「効率」と「能率」の正しい意味・違い

仕事の効率性を高めるという意味で「効率」という言葉が多用されています。一方で似たような「能率」という言葉があり、「能率の高い」仕事も求められています。それではその二つの言葉にはどのような意味の違いがあるのでしょうか。

効率と能率のそれぞれの意味

・効率の意味

効率とは「使った労力に対する、得られた成果の割合」であり、労力が少なく、成果が大きいほど効率が高いと言えます。式で表すと、【成果/労力】という形になります。

・能率の意味

能率とは「一定時間内にできる仕事の割合。仕事のはかどり方」という意味です。ここでは「一定時間以内に」という時間の要素が強いです。式で表すと【仕事量/時間】という形になります。

効率と能率の意味の違い

効率と能率の意味を比べた時に大きく違う点として、能率は「一定時間以内」にできる仕事の割合という意味で、【仕事量/時間】を表しているということです。

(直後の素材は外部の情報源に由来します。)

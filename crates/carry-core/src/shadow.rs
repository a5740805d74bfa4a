//! Shadow runner: the live decision loop against a paper venue.
//!
//! Bars are replayed one at a time through the same feature, regime, guidance,
//! governor and control code as the backtest, but orders go to a stateful
//! [`PaperVenue`] that keeps its own book. Nothing is signed or sent anywhere.

use risk_core::{evaluate, observe_post_trade, RiskObservation, RiskState};
use serde::Serialize;

use crate::accounting::SlippageModel;
use crate::candle::Bar;
use crate::config::{ConfigError, SimConfig};
use crate::control::{enforce_post_trade, run_cycle, CycleInput, Residuals};
use crate::features::FeatureEngine;
use crate::guidance::guidance_for_bar;
use crate::reason_codes::ReasonCode;
use crate::regime::{classify, Regime, RegimeMemory};
use crate::venue::{Fill, Order, PaperVenue, PortfolioSnapshot, Refusal, Venue};

/// One row of the shadow log.
#[derive(Debug, Clone, PartialEq, Serialize)]
pub struct ShadowLogEntry {
    pub bar_index: u64,
    pub t: i64,
    #[serde(skip_serializing_if = "Option::is_none")]
    pub timestamp: Option<String>,
    pub regime: Regime,
    pub intended_orders: Vec<Order>,
    pub fills: Vec<Fill>,
    /// Largest pre-trade slippage estimate among the intended orders.
    pub slippage_estimate_bps: f64,
    /// No order reached the venue this bar.
    pub skipped: bool,
    pub refusals: Vec<Refusal>,
    pub reasons: Vec<ReasonCode>,
    pub nav: f64,
}

#[derive(Debug, Clone)]
pub struct ShadowRun {
    pub entries: Vec<ShadowLogEntry>,
    pub final_position: PortfolioSnapshot,
}

/// Replay `bars` through the control loop against a [`PaperVenue`].
pub fn run_shadow(bars: &[Bar], cfg: &SimConfig) -> Result<ShadowRun, ConfigError> {
    cfg.validate()?;
    let mut venue = PaperVenue::new(cfg.initial_nav, &cfg.execution, cfg.shadow.max_fill_ratio);
    let mut features = FeatureEngine::new(&cfg.regime, &cfg.compression);
    let mut memory = RegimeMemory::default();
    let mut risk = RiskState::new(cfg.initial_nav, cfg.risk.kill_switch_mode);
    let mut residuals = Residuals::default();
    let mut last_t: Option<i64> = None;
    let slippage = SlippageModel::from(&cfg.execution);
    let premium = 1.0 + cfg.shadow.mark_premium_bps / 10_000.0;

    let mut entries = Vec::with_capacity(bars.len());
    for (i, bar) in bars.iter().enumerate() {
        let mut entry = ShadowLogEntry {
            bar_index: i as u64,
            t: bar.t,
            timestamp: chrono::DateTime::<chrono::Utc>::from_timestamp_millis(bar.t)
                .map(|d| d.to_rfc3339()),
            regime: memory.regime,
            intended_orders: Vec::new(),
            fills: Vec::new(),
            slippage_estimate_bps: 0.0,
            skipped: true,
            refusals: Vec::new(),
            reasons: Vec::new(),
            nav: venue.position().nav,
        };

        if let Some(fault) = bar.fault(last_t) {
            tracing::warn!(bar = i, t = bar.t, %fault, "shadow: skipping faulted bar");
            entry.reasons.push(ReasonCode::DataFault);
            entries.push(entry);
            continue;
        }
        last_t = Some(bar.t);

        if let Err(refusal) = venue.set_market(bar.t, bar.c, bar.c * premium, bar.funding_rate()) {
            tracing::info!(bar = i, %refusal, "shadow: market refused");
            entry.reasons.push(ReasonCode::from(refusal.reason));
            entry.refusals.push(refusal);
            entries.push(entry);
            continue;
        }

        let snap = features.update(bar);
        let decision = classify(&snap, &memory, &cfg.regime);
        memory = decision.memory;
        entry.regime = decision.regime;

        let proposed = guidance_for_bar(
            decision.regime,
            snap.expansion,
            snap.realized_vol,
            &cfg.guidance,
        );
        let eval = evaluate(
            &proposed,
            &risk,
            &RiskObservation {
                timestamp_ms: bar.t,
                nav: venue.position().nav,
                vol_pct: snap.vol_pct,
                directional_permitted: decision.regime == Regime::RiskOn,
                data_fault: false,
            },
            &cfg.risk,
        );
        risk = eval.state.clone();
        entry.reasons.extend(eval.reasons.iter().map(|&r| ReasonCode::from(r)));

        let cycle = run_cycle(
            &mut venue,
            &CycleInput {
                bar_index: snap.bar_index,
                target: &eval.approved,
                verdict: eval.verdict,
                residuals: &residuals,
                cfg: &cfg.control,
                slippage,
            },
        );
        residuals = cycle.execution.residuals;
        if let Some(set) = &cycle.order_set {
            entry.intended_orders = set.orders.clone();
            entry.slippage_estimate_bps = set
                .slippage_estimate_bps
                .iter()
                .copied()
                .fold(0.0, f64::max);
        }
        if cycle.execution.partial_fill {
            entry.reasons.push(ReasonCode::PartialFill);
        }
        entry.refusals.extend(cycle.refused);
        entry.refusals.extend(cycle.execution.refusals);
        for r in &entry.refusals {
            let code = ReasonCode::from(r.reason);
            if !entry.reasons.contains(&code) {
                entry.reasons.push(code);
            }
        }
        entry.fills = cycle.execution.fills;

        let mark = bar.c * premium;
        let enforced = enforce_post_trade(
            &mut venue,
            |v| v.book().post_trade_exposure(bar.t, mark, &cfg.risk),
            snap.bar_index,
            &cfg.risk,
        );
        if !enforced.fills.is_empty() {
            residuals = Residuals::default();
        }
        entry.fills.extend(enforced.fills);
        entry.refusals.extend(enforced.refusals);
        entry.reasons.extend(enforced.reasons);
        entry.skipped = entry.fills.is_empty();

        let exposure = venue.book().post_trade_exposure(bar.t, mark, &cfg.risk);
        let (next_risk, post) = observe_post_trade(&risk, &exposure, &cfg.risk);
        risk = next_risk;
        entry.reasons.extend(post.into_iter().map(ReasonCode::from));
        entry.nav = venue.position().nav;
        entries.push(entry);
    }

    Ok(ShadowRun {
        entries,
        final_position: venue.position(),
    })
}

一方で効率は【成果/労力】のため、能率よりも幅広い概念といえます。ここでいう「成果」には仕事量も含まれますが、その他に売り上げや顧客獲得人数などの努力量以外のアウトプットも含まれます。

また「労力」には時間の他にも勉強量、投資額、移動量なども含まれるかもしれません。コストパフォーマンス(費用対効果)という指標は効率性を示すものですが、能率性を示すものではありません。ここで効率・能率を上げる方法は二つあり、分母(時間、労力)を小さくする、もしくは分子(仕事量、成果)を大きくするというものです。

つまり効率を上げるためには成果を一定に保ったまま労力を減らすか、労力を一定に保ったまま成果を上げる必要があります。一方で能率を高めるためには、仕事量を一定に保ったまま労働時間を減らすか、労働時間を一定に保ったまま仕事量を増やす必要があります。

能率と効率の文化的背景

効率も能率も英語ではどちらも「efficiency」であり同じ単語のため、「能率」と言われる時間を基準にした仕事量は日本語に特有の概念かもしれません。これは日本が時給、残業代などと言われるように「時間」を基準にした報酬を設定していることからもわかります。